Nach zwei Jahren in Wien hat sich "Hoffe"-Rückkehrer Joelinton überraschend ins Rampenlicht gespielt

19.08.2018 UPDATE: 20.08.2018 06:00 Uhr 1 Minute, 58 Sekunden

Kniefall als Torjubel: Joelinton nach seinem zweiten Treffer im Kreise seiner Mitspieler. F.: Imago

Von Nikolas Beck

Kaiserslautern. Kevin Vogt hatte Schwierigkeiten, mit dem Zählen hinterherzukommen. "Wie viele hat er gemacht? Drei?!", grinste Hoffenheims Kapitän in die TV-Kamera und sprach halb in die Linse, halb zum besagten Mitspieler gedreht: "Da wird er bestimmt noch einen ausgeben in der Kabine, wenn er da gerade so steht."

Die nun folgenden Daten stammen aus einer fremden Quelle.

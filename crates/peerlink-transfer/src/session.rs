//! One peer link: routes channel frames and user commands to the two engines.
//!
//! ```text
//! ChannelEvent ──┐                    ┌─▶ ReceiveEngine  (meta, chunk, done, cancel*)
//!                ├─▶ PeerSession::run ┤
//! SessionCommand ┘                    └─▶ SendEngine     (ack, resume_req, pause_req, cancel*)
//! ```
//!
//! `cancel` goes to the receive side while it has an inbound transfer,
//! otherwise to the send side. Events are handled one at a time, so every
//! store write finishes before the next frame is looked at.

use std::sync::Arc;

use peerlink_db::ChunkStore;
use peerlink_types::{ChannelMessage, ControlFrame, Frame};
use tokio::sync::mpsc::{self, UnboundedReceiver};
use tokio::sync::oneshot;
use tokio::task::JoinHandle;
use tracing::{debug, info, warn};

use crate::channel::{ChannelEvent, DataChannel};
use crate::error::{Result, TransferError};
use crate::logging::TransferLogger;
use crate::receiver::{ReceiveEngine, ReceiveSnapshot};
use crate::sender::{EntryId, EntrySnapshot, SendEngine};
use crate::source::FileSource;

/// User-side requests for a running session.
pub enum SessionCommand {
    Enqueue {
        source: Box<dyn FileSource>,
        reply: Option<oneshot::Sender<Result<EntryId>>>,
    },
    Pause(EntryId),
    Resume(EntryId),
    Cancel(EntryId),
    ClearQueue,
    PauseIncoming,
    CancelIncoming,
    Snapshot(oneshot::Sender<SessionSnapshot>),
    Shutdown,
}

#[derive(Debug, Clone, PartialEq)]
pub struct SessionSnapshot {
    pub outgoing: Vec<EntrySnapshot>,
    pub incoming: Option<ReceiveSnapshot>,
}

pub struct PeerSession {
    room_id: String,
    channel: Box<dyn DataChannel>,
    sender: SendEngine,
    receiver: ReceiveEngine,
}

impl PeerSession {
    pub fn new(
        room_id: impl Into<String>,
        channel: Box<dyn DataChannel>,
        store: Arc<dyn ChunkStore>,
        logger: Arc<dyn TransferLogger>,
    ) -> Self {
        let room_id = room_id.into();
        Self {
            sender: SendEngine::new(room_id.clone(), store.clone(), logger.clone()),
            receiver: ReceiveEngine::new(room_id.clone(), store, logger),
            room_id,
            channel,
        }
    }

    pub fn room_id(&self) -> &str {
        &self.room_id
    }

    pub fn sender(&self) -> &SendEngine {
        &self.sender
    }

    pub fn receiver(&self) -> &ReceiveEngine {
        &self.receiver
    }

    /// Pick up an inbound transfer left over from a previous run.
    pub fn rehydrate(&mut self) -> Result<Option<ReceiveSnapshot>> {
        self.receiver.rehydrate()
    }

    pub fn handle_event(&mut self, event: ChannelEvent) -> Result<()> {
        match event {
            ChannelEvent::Open => {
                info!(room_id = %self.room_id, "Data channel open");
                self.sender.on_channel_open(self.channel.as_ref())
            }
            ChannelEvent::Close => {
                info!(room_id = %self.room_id, "Data channel closed");
                self.sender.on_channel_closed();
                self.receiver.on_channel_closed();
                Ok(())
            }
            ChannelEvent::Message(msg) => self.handle_frame(msg),
        }
    }

    pub fn handle_frame(&mut self, msg: ChannelMessage) -> Result<()> {
        let frame = Frame::try_from(msg)?;
        debug!(room_id = %self.room_id, frame = frame.kind(), "Frame received");
        let channel = self.channel.as_ref();

        match frame {
            Frame::Chunk(_)
            | Frame::Control(ControlFrame::Meta { .. })
            | Frame::Control(ControlFrame::Done) => self.receiver.handle_frame(channel, frame),

            Frame::Control(ControlFrame::Cancel) => {
                if self.receiver.has_active() {
                    self.receiver.on_cancel()
                } else {
                    self.sender.on_remote_cancel()?;
                    self.sender.drive_queue(channel)
                }
            }

            Frame::Control(control) => {
                let result = self.sender.handle_frame(channel, &control);
                if result.is_err() {
                    // A failed entry gives up the slot.
                    self.sender.drive_queue(channel)?;
                }
                result
            }
        }
    }

    pub fn handle_command(&mut self, command: SessionCommand) -> Result<()> {
        let channel = self.channel.as_ref();

        match command {
            SessionCommand::Enqueue { source, reply } => {
                let result = self.sender.enqueue(source);
                match reply {
                    Some(reply) => {
                        let queued = result.is_ok();
                        let _ = reply.send(result);
                        if queued {
                            self.sender.drive_queue(channel)?;
                        }
                        Ok(())
                    }
                    None => {
                        result?;
                        self.sender.drive_queue(channel)
                    }
                }
            }
            SessionCommand::Pause(id) => {
                self.sender.pause(id)?;
                self.sender.drive_queue(channel)
            }
            SessionCommand::Resume(id) => self.sender.resume(channel, id),
            SessionCommand::Cancel(id) => {
                self.sender.cancel(channel, id)?;
                self.sender.drive_queue(channel)
            }
            SessionCommand::ClearQueue => self.sender.clear_queue(channel).map(|_| ()),
            SessionCommand::PauseIncoming => self.receiver.request_pause(channel),
            SessionCommand::CancelIncoming => self.receiver.cancel(channel),
            SessionCommand::Snapshot(reply) => {
                let _ = reply.send(self.snapshot());
                Ok(())
            }
            SessionCommand::Shutdown => Ok(()),
        }
    }

    pub fn snapshot(&self) -> SessionSnapshot {
        SessionSnapshot {
            outgoing: self.sender.entries(),
            incoming: self.receiver.current(),
        }
    }

    /// Process events and commands until shutdown. Returns the session so
    /// callers can inspect its final state.
    pub async fn run(
        mut self,
        mut events: UnboundedReceiver<ChannelEvent>,
        mut commands: mpsc::Receiver<SessionCommand>,
    ) -> Self {
        let mut events_open = true;

        loop {
            tokio::select! {
                event = events.recv(), if events_open => {
                    let event = match event {
                        Some(event) => event,
                        None => {
                            events_open = false;
                            ChannelEvent::Close
                        }
                    };
                    if let Err(e) = self.handle_event(event) {
                        warn!(room_id = %self.room_id, "Frame rejected: {}", e);
                    }
                }
                command = commands.recv() => {
                    match command {
                        None | Some(SessionCommand::Shutdown) => break,
                        Some(command) => {
                            if let Err(e) = self.handle_command(command) {
                                warn!(room_id = %self.room_id, "Command failed: {}", e);
                            }
                        }
                    }
                }
            }
        }

        info!(room_id = %self.room_id, "Peer session stopped");
        self
    }

    /// Run the session on the tokio runtime.
    pub fn spawn(
        self,
        events: UnboundedReceiver<ChannelEvent>,
    ) -> (SessionHandle, JoinHandle<PeerSession>) {
        let (tx, rx) = mpsc::channel(64);
        let task = tokio::spawn(self.run(events, rx));
        (SessionHandle { commands: tx }, task)
    }
}

/// Cloneable front end for a spawned session.
#[derive(Clone)]
pub struct SessionHandle {
    commands: mpsc::Sender<SessionCommand>,
}

impl SessionHandle {
    pub async fn enqueue(&self, source: Box<dyn FileSource>) -> Result<EntryId> {
        let (reply, rx) = oneshot::channel();
        self.send(SessionCommand::Enqueue {
            source,
            reply: Some(reply),
        })
        .await?;
        rx.await.map_err(|_| stopped())?
    }

    pub async fn pause(&self, id: EntryId) -> Result<()> {
        self.send(SessionCommand::Pause(id)).await
    }

    pub async fn resume(&self, id: EntryId) -> Result<()> {
        self.send(SessionCommand::Resume(id)).await
    }

    pub async fn cancel(&self, id: EntryId) -> Result<()> {
        self.send(SessionCommand::Cancel(id)).await
    }

    pub async fn clear_queue(&self) -> Result<()> {
        self.send(SessionCommand::ClearQueue).await
    }

    pub async fn pause_incoming(&self) -> Result<()> {
        self.send(SessionCommand::PauseIncoming).await
    }

    pub async fn cancel_incoming(&self) -> Result<()> {
        self.send(SessionCommand::CancelIncoming).await
    }

    pub async fn snapshot(&self) -> Result<SessionSnapshot> {
        let (reply, rx) = oneshot::channel();
        self.send(SessionCommand::Snapshot(reply)).await?;
        rx.await.map_err(|_| stopped())
    }

    pub async fn shutdown(&self) -> Result<()> {
        self.send(SessionCommand::Shutdown).await
    }

    async fn send(&self, command: SessionCommand) -> Result<()> {
        self.commands.send(command).await.map_err(|_| stopped())
    }
}

fn stopped() -> TransferError {
    TransferError::InvalidState("peer session has stopped".into())
}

"Er", damit war Joelinton gemeint. Der 22-jährige Brasilianer, der nach seinem Wechsel 2015 von Recife zur TSG schon beinahe in Vergessenheit geraten war. Gerade mal eine Bundesligaminute steht bis dato in Joelintons Vita. Mehr Spielzeit gab’s nicht in der Debütsaison. So war es wenig überraschend, dass der wuchtige Stürmer im Anschluss erst einmal verliehen wurde. Rapid Wien nahm Joelinton, im Kraichgau geplagt von Integrations- und Sprachproblemen, auf - und verdiente sich am frühen Samstagabend ein Sonderlob von Julian Nagelsmann. "Zu allererst muss man den Leihpartner loben, sie haben anscheinend relativ viel richtig gemacht", sagte der TSG-Trainer, als er den starken Auftritt seines "Neuzugangs" erklären sollte. Drei Tore und eine Vorlage steuerte der Mann mit dem blondierten Haupthaar zum 6:1-Kantersieg auf dem Betzenberg bei.

Vier Scorerpunkte also - und vier weitere Indizien dafür, dass es im zweiten Anlauf klappen könnte mit der Bundesligakarriere. In Abwesenheit von Kroatiens WM-Held Andrej Kramaric und in Anbetracht der Startschwierigkeiten von Ishak Belfodil scheint es jedenfalls fast sicher, dass Joelintons zweite Minute in Deutschlands Eliteliga bereits am Freitagabend um 20.30 Uhr anbrechen wird.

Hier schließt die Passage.